Sementara itu, dalam uji coba (trial) simulasi rekayasa  pengalihan arus lalu lintas akibat pembangunan Jembatan Tanggulangin II atau sisi barat penghubung Kabupaten Kudus dengan Kabupaten Demak yang dilakukan  oleh kedua Polres baik Polres Kudus maupun Polres Demak berjalan dengan baik.

Uji coba tersebut perlu dilakukan untuk mengetahui dan mengevaluasi aspek-aspek yang nantinya harus mendapatkan perhatian khusus terkait dampak yang akan terjadi bila kondisi bottle neck paska menjelang lintasan  Jembatan Kolonel Sunandar atau dikenal Jembatan Tanggulangin dari arah Demak menuju Kudus, bila dilakukan penutupan besok.

TRENDING :  Ini Dia Dinas Dan Badan Di Kudus Yang Tidak Berubah, Ditambah Dan Dikurangi
ISKNEWS.COM
Jembatan Tanggulangin dari arah Demak menuju Kudus ditutup sejak dari depan pool Bus Nusantara yang diarahkan menuju jalan tanggulangin I (Foto : Yuliadi Mohammad)

Simulasi trial rekayasa penutupan arus saat perbaikan jembatan Tanggulangin penghubung Kabupaten Demak-Kudus yang dilakukan adalah penutupan jembatan dari arah Demak menuju Kudus dialihkan ke jembatan Tanggulangin I yang ada di sebelahnya dan dari arah Kudus-Demak akan dibelah menjadi dua arah.

Hal tersebut disampaikan oleh Kasat Lantas Polres Kudus AKP Eko Rubiyanto, dirinya menjelaskan Nantinya dari arah Kudus menuju Demak, jembatan sebelah kiri atau sisi timur menjadi dua arah. “Yakni dari arah Kudus dan Demak. Sedangkan jembatan sebelah kanan atau sisi barat dari arah Demak sudah ada penutupan,” ungkapnya.

Ia mengatakan, saat ini pihaknya juga telah menyiapkan beberapa jalan alternatif untuk menuju Demak. Yakni bisa melintas Kecamatan Mayong Kabupaten Jepara, atau melintas di jalan menuju Kecamatan Klambu Kabupaten Grobogan. “Hanya saja rute jalan yang harus ditempuh relatif jauh,”ungkapnya.

Selain dua alternatif itu juga, ia mengaku sudah menyiapkan rambu-rambu petunjuk lalu lintas. Seperti petunjuk menuju arah Kecamatan Klambu Kabupaten Grobogan dan petunjuk menuju Kecamatan Mayong Kabupaten Jepara.

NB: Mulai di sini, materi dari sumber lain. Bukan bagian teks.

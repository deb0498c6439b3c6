//! The editing session: the imperative shell around the pure editing core.
//!
//! The session owns the document, history, debounce timer, tab mode and the
//! mirrored form field. Hosts feed it key presses, plain input and clock
//! ticks, and call [`EditorSession::acknowledge_layout`] once the surface
//! shows new text so the pending selection can be applied.

use std::num::NonZeroUsize;
use std::ops::Range;
use std::time::{Duration, Instant};

use crate::editing::{
    Cmd, DEFAULT_DEBOUNCE, DEFAULT_HISTORY_LIMIT, Document, FormatCommand, History,
    HistoryDebouncer, HistoryEntry, Patch, TokenSpec, compile_command,
};
use crate::field::FieldMirror;
use crate::keymap::{Action, KeyInput, Mode, Platform, dispatch};
use crate::render::render;

/// Field name used when the host does not supply one
pub const DEFAULT_FIELD_NAME: &str = "markdown";

/// Resolved settings for a session
#[derive(Debug, Clone, PartialEq, Eq)]
pub struct SessionOptions {
    pub platform: Platform,
    pub debounce: Duration,
    /// `None` keeps every history entry for the session
    pub history_limit: Option<NonZeroUsize>,
    pub field_name: String,
}

impl Default for SessionOptions {
    fn default() -> Self {
        Self {
            platform: Platform::default(),
            debounce: DEFAULT_DEBOUNCE,
            history_limit: NonZeroUsize::new(DEFAULT_HISTORY_LIMIT),
            field_name: DEFAULT_FIELD_NAME.to_string(),
        }
    }
}

/// Whether a key press was consumed by the editor
#[derive(Debug, Clone, Copy, PartialEq, Eq)]
pub enum KeyOutcome {
    Handled,
    /// Not intercepted: the surface applies its default behaviour
    Ignored,
}

pub struct EditorSession {
    document: Document,
    history: History,
    debouncer: HistoryDebouncer,
    mode: Mode,
    platform: Platform,
    field: FieldMirror,
    /// Selection waiting for the surface to show the latest text
    pending_selection: Option<Range<usize>>,
    /// Set while a history snapshot is being applied
    suppress_record: bool,
    rendered: Option<String>,
}

impl EditorSession {
    pub fn new(text: &str, options: SessionOptions) -> Self {
        let document = Document::new(text);
        let mut history = History::new(options.history_limit);
        history.record(&document);

        let mut field = FieldMirror::new(options.field_name);
        field.sync(text);

        Self {
            document,
            history,
            debouncer: HistoryDebouncer::new(options.debounce),
            mode: Mode::Write,
            platform: options.platform,
            field,
            pending_selection: None,
            suppress_record: false,
            rendered: None,
        }
    }

    /// Route a key press through the dispatcher
    pub fn handle_key(&mut self, input: &KeyInput, now: Instant) -> KeyOutcome {
        self.acknowledge_layout();

        let Some(action) = dispatch(input, self.mode, self.platform) else {
            return KeyOutcome::Ignored;
        };
        log::debug!("dispatching {action:?} for {input:?}");

        match action {
            Action::Undo => {
                self.undo(now);
                KeyOutcome::Handled
            }
            Action::Redo => {
                self.redo(now);
                KeyOutcome::Handled
            }
            Action::Edit(cmd) => {
                if self.apply(&cmd, now) {
                    KeyOutcome::Handled
                } else {
                    KeyOutcome::Ignored
                }
            }
        }
    }

    /// Apply a command; returns `false` when it does not apply
    pub fn apply(&mut self, cmd: &Cmd, now: Instant) -> bool {
        self.acknowledge_layout();

        match compile_command(&self.document, cmd) {
            Some(patch) => {
                self.commit_text(&patch, now);
                true
            }
            None => false,
        }
    }

    /// Toolbar command
    pub fn format(&mut self, command: FormatCommand, now: Instant) -> bool {
        log::debug!("toolbar command {}", command.label());
        self.apply(&command.into(), now)
    }

    /// Wrap/unwrap the selection with an arbitrary token pair
    pub fn insert_at_cursor(
        &mut self,
        before: impl Into<String>,
        after: impl Into<String>,
        now: Instant,
    ) -> bool {
        let spec = TokenSpec::new(before.into(), after.into());
        self.apply(&Cmd::InsertAtCursor(spec), now)
    }

    /// Text and selection reported by the surface after ordinary typing
    pub fn input(&mut self, text: &str, selection: Range<usize>, now: Instant) {
        self.pending_selection = None;
        self.suppress_record = false;

        let changed = self.document.slice_to_cow(0..self.document.len()) != text;
        if changed {
            self.document.set_text(text);
        }
        self.document.set_selection(selection);
        if changed {
            self.text_changed(now);
        }
    }

    /// Cursor moved on the surface
    pub fn set_selection(&mut self, selection: Range<usize>) {
        self.acknowledge_layout();
        self.document.set_selection(selection);
    }

    pub fn undo(&mut self, now: Instant) -> bool {
        self.acknowledge_layout();
        self.flush_pending_record();

        let Some(entry) = self.history.undo().cloned() else {
            return false;
        };
        self.restore(entry, now);
        true
    }

    pub fn redo(&mut self, now: Instant) -> bool {
        self.acknowledge_layout();
        self.flush_pending_record();

        let Some(entry) = self.history.redo().cloned() else {
            return false;
        };
        self.restore(entry, now);
        true
    }

    /// The surface has laid out the latest text: apply the pending selection
    pub fn acknowledge_layout(&mut self) {
        if let Some(selection) = self.pending_selection.take() {
            self.document.set_selection(selection);
        }
        self.suppress_record = false;
    }

    /// Fire the debounced history record if its quiet period has passed
    pub fn tick(&mut self, now: Instant) -> bool {
        if !self.debouncer.poll(now) {
            return false;
        }
        let entry = self.snapshot();
        self.history.push(entry)
    }

    /// Time until the next debounced record, for hosts that sleep between events
    pub fn next_deadline(&self, now: Instant) -> Option<Duration> {
        self.debouncer.remaining(now)
    }

    pub fn mode(&self) -> Mode {
        self.mode
    }

    pub fn set_mode(&mut self, mode: Mode) {
        if self.mode != mode {
            log::debug!("switching to {} tab", mode.label());
            self.mode = mode;
        }
    }

    pub fn toggle_mode(&mut self) -> Mode {
        self.set_mode(self.mode.toggled());
        self.mode
    }

    pub fn platform(&self) -> Platform {
        self.platform
    }

    pub fn document(&self) -> &Document {
        &self.document
    }

    pub fn text(&self) -> String {
        self.document.text()
    }

    /// Selection as the user will see it once the pending phase completes
    pub fn selection(&self) -> Range<usize> {
        self.pending_selection
            .clone()
            .unwrap_or_else(|| self.document.selection())
    }

    pub fn pending_selection(&self) -> Option<Range<usize>> {
        self.pending_selection.clone()
    }

    pub fn history(&self) -> &History {
        &self.history
    }

    pub fn field(&self) -> &FieldMirror {
        &self.field
    }

    /// Preview HTML, re-rendered only after the text changed
    pub fn rendered_html(&mut self) -> &str {
        let document = &self.document;
        self.rendered
            .get_or_insert_with(|| render(&document.slice_to_cow(0..document.len())))
    }

    fn commit_text(&mut self, patch: &Patch, now: Instant) {
        self.document.apply_text(patch);
        self.stage_selection(patch.new_selection.clone());
        self.text_changed(now);
    }

    fn restore(&mut self, entry: HistoryEntry, now: Instant) {
        self.suppress_record = true;
        self.document.set_buffer(entry.buffer().clone());
        self.stage_selection(entry.selection());
        self.text_changed(now);
    }

    /// Hold a selection for the next layout, clamped onto char boundaries of the new text
    fn stage_selection(&mut self, selection: Range<usize>) {
        let a = self.document.clamp_offset(selection.start);
        let b = self.document.clamp_offset(selection.end);
        self.pending_selection = Some(a.min(b)..a.max(b));
    }

    fn text_changed(&mut self, now: Instant) {
        self.field
            .sync(&self.document.slice_to_cow(0..self.document.len()));
        self.rendered = None;
        if !self.suppress_record {
            self.debouncer.schedule(now);
        }
    }

    /// Record a change still waiting on the debounce so undo reverts it
    fn flush_pending_record(&mut self) {
        if self.debouncer.is_pending() {
            self.debouncer.cancel();
            let entry = self.snapshot();
            self.history.push(entry);
        }
    }

    fn snapshot(&self) -> HistoryEntry {
        HistoryEntry::new(self.document.buffer.clone(), self.selection())
    }
}

impl Default for EditorSession {
    fn default() -> Self {
        Self::new("", SessionOptions::default())
    }
}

TRENDING :  Penukaran Uang Baru Tanpa Potongan dan Jasa Diserbu Warga

“Mulai dari Kecamatan Jekulo kemudian Desa Ngembal Kecamatan Bae kami siapkan petunjuk jalan berupa imbauan,” tuturnya.

Polisi akan memantau dulu untuk mengevaluasi dampak lalu lintas dari penutupan jembatan Tanggulangin II. “Titiknya di mana saja (kepadatan). Nanti kita antisipasi dan evaluasi rekayasa lalu lintas yang tujuannya untuk menghindari kemacetan di jembatan Tanggulangin I atau sisi timur, akibat jembatan Tanggulangin II di tutup,” katanya.

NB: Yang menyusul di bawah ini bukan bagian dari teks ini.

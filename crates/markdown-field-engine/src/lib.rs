pub mod editing;
pub mod field;
pub mod io;
pub mod keymap;
pub mod render;
pub mod session;

// Re-export key types for easier usage
pub use editing::{commands::*, document::*, history::*, patch::*, tokens::*};
pub use field::FieldMirror;
pub use keymap::{Action, Key, KeyInput, Mode, Modifiers, Platform, dispatch};
pub use render::render;
pub use session::{DEFAULT_FIELD_NAME, EditorSession, KeyOutcome, SessionOptions};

Arus lalu lintas dari arah Surabaya maupun Semarang, akan melalui jembatan Tanggulangin I yang akan diberlakukan menjadi dua jalur kendaraan, setelah sebelumnya hanya untuk melintas kendaraan dari arah Pati, sedangkan dari Semarang sebelumnya melintasi jembatan Tanggulangin II.

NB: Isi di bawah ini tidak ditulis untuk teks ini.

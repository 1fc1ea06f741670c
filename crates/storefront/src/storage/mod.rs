//! Persisted key-value storage for shopper state.
//!
//! The cart survives across sessions by being written under a fixed key of a
//! [`KeyValueStore`]. Two backends are provided:
//!
//! - [`InMemoryStore`] - process-local, shared between clones
//! - [`FileStore`] - one `<key>.json` file per key in a directory

mod file;
mod memory;

pub use file::FileStore;
pub use memory::InMemoryStore;

use thiserror::Error;

/// Storage keys.
pub mod keys {
    /// Key for the persisted shopping cart.
    pub const CART: &str = "cart";
}

/// Errors raised by a [`KeyValueStore`] backend.
#[derive(Debug, Error)]
pub enum StorageError {
    /// Filesystem operation failed.
    #[error("storage I/O error: {0}")]
    Io(#[from] std::io::Error),

    /// Value could not be encoded.
    #[error("serialization error: {0}")]
    Serialization(#[from] serde_json::Error),

    /// The backing lock was poisoned by a panicking writer.
    #[error("storage lock poisoned during {0}")]
    LockPoisoned(&'static str),

    /// Key contains characters that cannot be mapped to the backend.
    #[error("invalid storage key: {0}")]
    InvalidKey(String),
}

/// A durable string-valued key-value store.
///
/// Values are opaque text; callers own the encoding.
pub trait KeyValueStore: Send + Sync {
    /// Read the value stored under `key`, if any.
    ///
    /// # Errors
    ///
    /// Returns `StorageError` if the backend cannot be read.
    fn get(&self, key: &str) -> Result<Option<String>, StorageError>;

    /// Write `value` under `key`, replacing any previous value.
    ///
    /// # Errors
    ///
    /// Returns `StorageError` if the backend cannot be written.
    fn set(&self, key: &str, value: &str) -> Result<(), StorageError>;

    /// Delete `key`. Removing an absent key is not an error.
    ///
    /// # Errors
    ///
    /// Returns `StorageError` if the backend cannot be written.
    fn remove(&self, key: &str) -> Result<(), StorageError>;
}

Polisi mulai memberlakukan lampu lalu lintas kuning di pertigaan Terminal Jati depan pos polisi. Gunanya untuk menghindari penumpukan kendaraan dari arah Semarang. Sedangkan lampu lalu lintas di perempatan Kencing tetap menyala.

Polisi juga telah memasang rambu peringatan agar kendaraan melintasi jalan alternatif dari Pati ke Demak. Yaitu bisa melintas ke Mayong Jepara tembus Welahan Demak, atau ke arah Klambu-Godong hingga Demak. Rambu juga dipasang di pertigaan Ngembal, Jekulo, dan yang menuju Jepara atau juga di Proliman Tanjung arah Purwodadi.

TRENDING :  Kepala Sekolah di Daerah Rawan Banjir Diminta Waspada

“Tanda petunjuk arah dan peta akan dipasang di jalur alternatif, kita akan menambahkan lagi rambu-rambu petunjuk arah dan peringatan kepada para pengendara,” imbuhnya.

Dari pantauan media ini, beberapa kendaraan yang nekat melintas di permukaan jalan di jembatan Tanggulangin II dari arah Demak. Dari arah sebaliknya atau arah Kudus telah dibelokkan ke arah jembatan Tanggulangin I atau sisi timur.

Kendaraan dari arah Pati ke Demak melaju lambat saat hendak melewati jembatan Tanggulangin sisi timur. Bahkan kendaraan dari arah Demak juga mengalami hal serupa. Mengingat dari arah Karanganyar Demak menyempit menjadi dua lajur.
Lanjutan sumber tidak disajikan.